U.S. Senator Claire McCaskill

Sen. Claire McCaskill (D-MO) is all riled up about drug pricing, saying last month that she would lead a probe from the Senate Special Committee on Aging to investigate steep price increases from companies such as Turing Pharmaceuticals. The Senate committee recently held its first hearing and perhaps to no one's surprise, things got pretty heated.

McCaskill and witnesses including doctors and pricing experts called out Turing for raising the price of its toxoplasmosis drug, Daraprim, Bloomberg reports. In August, the company bought the med and jacked up its price to $750 a pill from $13.50 a pill, setting off a firestorm of criticism from lawmakers, presidential hopefuls and the public.

During the hearing, McCaskill also took aim at Turing CEO Martin Shkreli's spending habits. "I noticed in the morning paper, this is the same guy who thought it was a great idea to pay millions of dollars for the only existing album of the Wu-Tang Clan," McCaskill said, as quoted by Bloomberg. Earlier this year Shkreli, to whom McCaskill referred as "Mr.
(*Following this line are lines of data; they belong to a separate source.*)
use aidscan_core::Rect;
use serde::{Deserialize, Serialize};

/// One barcode sighting in a single camera frame.
#[derive(Clone, Debug, PartialEq, Serialize, Deserialize)]
pub struct Detection {
    /// Raw decoded value, if the detector could read it.
    #[serde(default)]
    pub payload: Option<String>,
    /// Box in camera-image coordinates.
    pub bounding_box: Rect,
}

impl Detection {
    pub fn new(payload: impl Into<String>, bounding_box: Rect) -> Self {
        Self {
            payload: Some(payload.into()),
            bounding_box,
        }
    }

    /// A sighting whose value could not be decoded.
    pub fn unreadable(bounding_box: Rect) -> Self {
        Self {
            payload: None,
            bounding_box,
        }
    }
}

/// Stabilized output of one processed frame.
#[derive(Clone, Debug, PartialEq, Serialize, Deserialize)]
#[serde(tag = "state", rename_all = "snake_case")]
pub enum ProcessorState {
    /// No eligible candidate in this frame.
    Sense,
    /// A candidate is being confirmed; `progress` is in `(0, 1]`.
    Recognize { progress: f32 },
    /// The candidate has been stable long enough to act on.
    Communicate { payload: Detection },
}

impl ProcessorState {
    pub fn progress(&self) -> Option<f32> {
        match self {
            ProcessorState::Recognize { progress } => Some(*progress),
            _ => None,
        }
    }

    pub fn communicated(&self) -> Option<&Detection> {
        match self {
            ProcessorState::Communicate { payload } => Some(payload),
            _ => None,
        }
    }
}

/// How many detections of a frame ended up inside the scanner box.
#[derive(Clone, Copy, Debug, PartialEq, Eq)]
pub enum CandidateCount {
    None,
    One,
    /// Ambiguous: several codes inside the box at once.
    Many(usize),
}

impl CandidateCount {
    pub fn from_len(n: usize) -> Self {
        match n {
            0 => CandidateCount::None,
            1 => CandidateCount::One,
            n => CandidateCount::Many(n),
        }
    }
}

/// Result of toggling the processor's activity flag.
#[derive(Clone, Copy, Debug, PartialEq, Eq, Serialize, Deserialize)]
#[serde(rename_all = "snake_case")]
pub enum ActivityChange {
    /// The flag already had the requested value; nothing was reset.
    Unchanged,
    /// Now inactive; confirmation progress was cleared.
    Paused,
    /// Now active again; confirmation progress was cleared.
    Resumed,
}
//! Geometric predicates deciding whether a detected box sits in the scanner box.
//!
//! Both rectangles are expected in the same (overlay) coordinate space.

use crate::Rect;

/// Minimum share of the region, in percent, that a box must cover along at
/// least one axis.
pub const MIN_FILL_PERCENT: f32 = 80.0;

/// True iff `bounding_box` lies fully within `region`.
#[inline]
pub fn is_inside(region: &Rect, bounding_box: &Rect) -> bool {
    region.contains(bounding_box)
}

/// Width and height of `bounding_box` as a percentage of `region`.
///
/// Absolute extents are used, so rectangles with swapped edges are fine.
/// A degenerate region yields non-finite values.
pub fn fill_percent(region: &Rect, bounding_box: &Rect) -> (f32, f32) {
    let width = bounding_box.width().abs() * 100.0 / region.width().abs();
    let height = bounding_box.height().abs() * 100.0 / region.height().abs();
    (width, height)
}

/// True iff either axis of `bounding_box` covers at least
/// [`MIN_FILL_PERCENT`] of `region` (boundary inclusive).
///
/// Non-finite ratios from a zero-sized region never count.
pub fn is_large_enough(region: &Rect, bounding_box: &Rect) -> bool {
    let (width, height) = fill_percent(region, bounding_box);
    let meets = |p: f32| p.is_finite() && p >= MIN_FILL_PERCENT;
    meets(width) || meets(height)
}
Wu-Tang," shelled out $2 million for the only copy of an album from the renowned rap group.

But "the Turing example of several thousand percent price increase is only the tip of the iceberg" when it comes to drug pricing, Gerald Anderson, director of the Center for Hospital Finance and Management at the Johns Hopkins Bloomberg School of Public Health, said in written testimony during the hearing. "Many other generic companies are doing the same thing," Anderson pointed out, often negatively impacting patients' health.

Valeant ($VRX) has also come under fire for its dramatic price increases. The Senate probe is looking into the company's prices for cardiac drugs Isuprel and Nitropress, which have shot up 525% and 212%, respectively. Those kinds of price hikes raise "troubling questions about whether companies like Turing and Valeant are taking advantage of the patients who depend on their products for survival," McCaskill said, as quoted by Bloomberg.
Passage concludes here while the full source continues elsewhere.